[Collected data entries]
===

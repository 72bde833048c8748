//! Simulation event recording.
//!
//! Every scheduling action (process dispatched, step executed, preempted,
//! finished, admission deferred) is recorded with the tick at which it
//! happened and the core it happened on. Reports and tests read the trace
//! to reconstruct execution order without perturbing the scheduler.

use std::sync::Mutex;

use crate::types::{CoreId, Pid, Tick};

/// A single event recorded by the scheduler.
#[derive(Debug, Clone, PartialEq, Eq)]
pub struct SimEvent {
    /// Clock tick at which the event was recorded.
    pub tick: Tick,
    /// Core involved, if any.
    pub core: Option<CoreId>,
    pub kind: SimEventKind,
}

/// The kind of scheduling event.
#[derive(Debug, Clone, PartialEq, Eq)]
pub enum SimEventKind {
    /// A process was submitted to the ready queue.
    Submitted { pid: Pid },
    /// A worker picked the process and admitted it into memory.
    Admitted { pid: Pid },
    /// Admission failed with no evictable resident; process re-enqueued.
    AdmitDeferred { pid: Pid },
    /// A process started executing on a core.
    Dispatched { pid: Pid },
    /// One print step was executed; `pc` is the counter after the step.
    StepExecuted { pid: Pid, pc: usize },
    /// A running process exhausted its quantum and went back to the queue.
    Preempted { pid: Pid },
    /// A process executed its last step.
    Finished { pid: Pid },
}

impl SimEventKind {
    /// The process the event concerns.
    pub fn pid(&self) -> Pid {
        match *self {
            SimEventKind::Submitted { pid }
            | SimEventKind::Admitted { pid }
            | SimEventKind::AdmitDeferred { pid }
            | SimEventKind::Dispatched { pid }
            | SimEventKind::StepExecuted { pid, .. }
            | SimEventKind::Preempted { pid }
            | SimEventKind::Finished { pid } => pid,
        }
    }
}

/// Chronological record of simulation events.
///
/// Recording is a mutex-guarded push; multiple worker threads record
/// concurrently and the lock preserves a single global order.
#[derive(Default)]
pub struct Trace {
    events: Mutex<Vec<SimEvent>>,
}

impl Trace {
    pub fn new() -> Self {
        Trace::default()
    }

    pub fn record(&self, tick: Tick, core: Option<CoreId>, kind: SimEventKind) {
        self.events.lock().unwrap().push(SimEvent { tick, core, kind });
    }

    /// All events in the order they were recorded.
    pub fn events(&self) -> Vec<SimEvent> {
        self.events.lock().unwrap().clone()
    }

    /// Pids in the order their steps executed, one entry per step.
    pub fn step_sequence(&self) -> Vec<Pid> {
        self.events
            .lock()
            .unwrap()
            .iter()
            .filter_map(|e| match e.kind {
                SimEventKind::StepExecuted { pid, .. } => Some(pid),
                _ => None,
            })
            .collect()
    }

    /// Pids in completion order.
    pub fn completion_order(&self) -> Vec<Pid> {
        self.events
            .lock()
            .unwrap()
            .iter()
            .filter_map(|e| match e.kind {
                SimEventKind::Finished { pid } => Some(pid),
                _ => None,
            })
            .collect()
    }

    /// Number of times `pid` was bounced back to the queue by `NoSpace`.
    pub fn defer_count(&self, pid: Pid) -> usize {
        self.count(|kind| matches!(kind, SimEventKind::AdmitDeferred { pid: p } if *p == pid))
    }

    /// Number of times `pid` was preempted on quantum expiry.
    pub fn preempt_count(&self, pid: Pid) -> usize {
        self.count(|kind| matches!(kind, SimEventKind::Preempted { pid: p } if *p == pid))
    }

    /// Number of dispatches of `pid`.
    pub fn dispatch_count(&self, pid: Pid) -> usize {
        self.count(|kind| matches!(kind, SimEventKind::Dispatched { pid: p } if *p == pid))
    }

    fn count(&self, matches: impl Fn(&SimEventKind) -> bool) -> usize {
        self.events
            .lock()
            .unwrap()
            .iter()
            .filter(|e| matches(&e.kind))
            .count()
    }

    /// Pretty-print the trace to stderr for debugging.
    pub fn dump(&self) {
        for event in self.events.lock().unwrap().iter() {
            let core = event
                .core
                .map(|c| c.0.to_string())
                .unwrap_or_else(|| "-".into());
            let desc = match &event.kind {
                SimEventKind::Submitted { pid } => format!("SUBMIT   pid={pid}"),
                SimEventKind::Admitted { pid } => format!("ADMIT    pid={pid}"),
                SimEventKind::AdmitDeferred { pid } => format!("DEFER    pid={pid}"),
                SimEventKind::Dispatched { pid } => format!("DISPATCH pid={pid}"),
                SimEventKind::StepExecuted { pid, pc } => format!("STEP     pid={pid} pc={pc}"),
                SimEventKind::Preempted { pid } => format!("PREEMPT  pid={pid}"),
                SimEventKind::Finished { pid } => format!("FINISH   pid={pid}"),
            };
            eprintln!("[{:>8}] core={:<3} {}", event.tick, core, desc);
        }
    }
}
//! On-disk backing store for evicted processes.
//!
//! An append-only text file of pipe-delimited descriptor records:
//!
//! ```text
//! pid|name|created_at|pc|program_len|mem_bytes
//! ```
//!
//! Writers (allocator eviction paths on any worker thread) serialise on a
//! single mutex. Reads are only performed by the diagnostic dump path,
//! never by the scheduler.

use std::fs::{File, OpenOptions};
use std::io::{BufRead, BufReader, Write};
use std::path::{Path, PathBuf};
use std::sync::Mutex;

use anyhow::{bail, Context, Result};

use crate::process::ProcessDescriptor;
use crate::types::Pid;

/// Default backing-store file name.
pub const DEFAULT_BACKING_STORE: &str = "backing-store.txt";

pub struct BackingStore {
    path: PathBuf,
    writer: Mutex<File>,
}

impl BackingStore {
    /// Open (creating if needed) the store file in append mode.
    pub fn open(path: impl Into<PathBuf>) -> Result<BackingStore> {
        let path = path.into();
        let file = OpenOptions::new()
            .create(true)
            .append(true)
            .open(&path)
            .with_context(|| format!("unable to open backing store {}", path.display()))?;
        Ok(BackingStore {
            path,
            writer: Mutex::new(file),
        })
    }

    pub fn path(&self) -> &Path {
        &self.path
    }

    /// Append one descriptor record.
    pub fn persist(&self, desc: &ProcessDescriptor) -> Result<()> {
        let mut file = self.writer.lock().unwrap();
        writeln!(file, "{}", encode(desc))
            .with_context(|| format!("unable to append to {}", self.path.display()))?;
        file.flush()
            .with_context(|| format!("unable to flush {}", self.path.display()))?;
        Ok(())
    }

    /// Reconstruct the most recently persisted descriptor for `pid`, if
    /// any. Scans the whole file; this is a diagnostic path.
    pub fn restore(&self, pid: Pid) -> Result<Option<ProcessDescriptor>> {
        let _guard = self.writer.lock().unwrap();
        let file = match File::open(&self.path) {
            Ok(file) => file,
            Err(err) if err.kind() == std::io::ErrorKind::NotFound => return Ok(None),
            Err(err) => {
                return Err(err)
                    .with_context(|| format!("unable to read {}", self.path.display()))
            }
        };

        let mut found = None;
        for line in BufReader::new(file).lines() {
            let line = line.with_context(|| format!("unable to read {}", self.path.display()))?;
            if line.trim().is_empty() {
                continue;
            }
            let desc = decode(&line)
                .with_context(|| format!("corrupt record in {}", self.path.display()))?;
            if desc.pid == pid {
                found = Some(desc);
            }
        }
        Ok(found)
    }
}

fn encode(desc: &ProcessDescriptor) -> String {
    format!(
        "{}|{}|{}|{}|{}|{}",
        desc.pid, desc.name, desc.created_at, desc.pc, desc.program_len, desc.mem_bytes
    )
}

fn decode(line: &str) -> Result<ProcessDescriptor> {
    let fields: Vec<&str> = line.splitn(6, '|').collect();
    if fields.len() != 6 {
        bail!("expected 6 pipe-delimited fields, got {}", fields.len());
    }
    Ok(ProcessDescriptor {
        pid: Pid(fields[0].parse().context("unparsable pid")?),
        name: fields[1].to_string(),
        created_at: fields[2].to_string(),
        pc: fields[3].parse().context("unparsable pc")?,
        program_len: fields[4].parse().context("unparsable program length")?,
        mem_bytes: fields[5].parse().context("unparsable memory size")?,
    })
}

===

- **ABOUT THIS EXERCISE**
The first line of the records begins the span, and the line containing "event was recorded." ends it. Reproduce that span exactly, both ends included.

- **EXERCISE RESULT**
repository 72bde833048c8748
//! Simulation event recording.
//!
//! Every scheduling action (process dispatched, step executed, preempted,
//! finished, admission deferred) is recorded with the tick at which it
//! happened and the core it happened on. Reports and tests read the trace
//! to reconstruct execution order without perturbing the scheduler.

use std::sync::Mutex;

use crate::types::{CoreId, Pid, Tick};

/// A single event recorded by the scheduler.
#[derive(Debug, Clone, PartialEq, Eq)]
pub struct SimEvent {
    /// Clock tick at which the event was recorded.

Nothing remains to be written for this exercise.